— Source data —
== Segment start ==

//! Process environment configuration source.

use super::ConfigSource;
use crate::core::EnvVar;
use crate::error::{ConfigError, Result};
use config::{Environment, Source};
use std::collections::HashMap;
use std::ffi::OsString;

/// Snapshot of environment variables.
///
/// By default this reads the process environment once per [`load`] call.
/// [`EnvSource::from_map`] substitutes a fixed map, which keeps tests and
/// embedders independent of the real environment.
///
/// Only recognised variables are taken from the process environment, so
/// unrelated variables with non-UTF-8 names or values are ignored.
///
/// The `config` crate lower-cases names while collecting; this source
/// upper-cases them again so they line up with the variable names.
///
/// [`load`]: ConfigSource::load
///
/// # Examples
///
/// ```rust
/// use podwatch_config::sources::{ConfigSource, EnvSource};
/// use std::collections::HashMap;
///
/// let source = EnvSource::from_map(HashMap::from([
///     ("PODWATCH_PORT".to_string(), "8080".to_string()),
/// ]));
/// let values = source.load().unwrap();
/// assert_eq!(values.get("PODWATCH_PORT").map(String::as_str), Some("8080"));
/// ```
pub struct EnvSource {
    source: Option<HashMap<String, String>>,
    priority: i32,
}

impl EnvSource {
    /// Create a source that reads the process environment.
    pub fn new() -> Self {
        Self {
            source: None,
            priority: 300, // Env vars have highest priority by default
        }
    }

    /// Create a source that reads `vars` instead of the process environment.
    pub fn from_map(vars: HashMap<String, String>) -> Self {
        Self {
            source: Some(vars),
            priority: 300,
        }
    }

    /// Set the priority for this source.
    ///
    /// Higher priority sources override lower priority ones.
    pub fn with_priority(mut self, priority: i32) -> Self {
        self.priority = priority;
        self
    }
}

impl Default for EnvSource {
    fn default() -> Self {
        Self::new()
    }
}

impl ConfigSource for EnvSource {
    fn load(&self) -> Result<HashMap<String, String>> {
        let vars = match &self.source {
            Some(vars) => vars.clone(),
            None => recognised_vars(std::env::vars_os())?,
        };

        let collected = Environment::default()
            .source(Some(vars))
            .collect()
            .map_err(|e| {
                ConfigError::Load(format!("Failed to read environment variables: {}", e))
            })?;

        collected
            .into_iter()
            .map(|(key, value)| -> Result<(String, String)> {
                let value = value.into_string().map_err(|e| {
                    ConfigError::Deserialization(format!(
                        "Environment variable {} is not a string: {}",
                        key, e
                    ))
                })?;
                Ok((key.to_uppercase(), value))
            })
            .collect()
    }

    fn name(&self) -> String {
        match self.source {
            Some(_) => "env:map".to_string(),
            None => "env:process".to_string(),
        }
    }

    fn priority(&self) -> i32 {
        self.priority
    }
}

/// Keep the recognised variables from an OS environment listing.
///
/// Names that are not UTF-8 cannot be recognised and are skipped; a
/// recognised variable whose value is not UTF-8 is an error.
fn recognised_vars(
    vars: impl IntoIterator<Item = (OsString, OsString)>,
) -> Result<HashMap<String, String>> {
    let mut recognised = HashMap::new();
    for (name, value) in vars {
        let Some(name) = name.to_str() else {
            continue;
        };
        if EnvVar::from_name(&name.to_uppercase()).is_none() {
            continue;
        }
        let value = value.into_string().map_err(|_| {
            ConfigError::Load(format!(
                "Environment variable {} is not valid UTF-8",
                name
            ))
        })?;
        recognised.insert(name.to_string(), value);
    }
    Ok(recognised)
}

== Segment end ==

— Task statement —
What is wanted is a copy of every line in the listing that includes the word "impl".

— Result —
impl EnvSource {
impl Default for EnvSource {
impl ConfigSource for EnvSource {
    vars: impl IntoIterator<Item = (OsString, OsString)>,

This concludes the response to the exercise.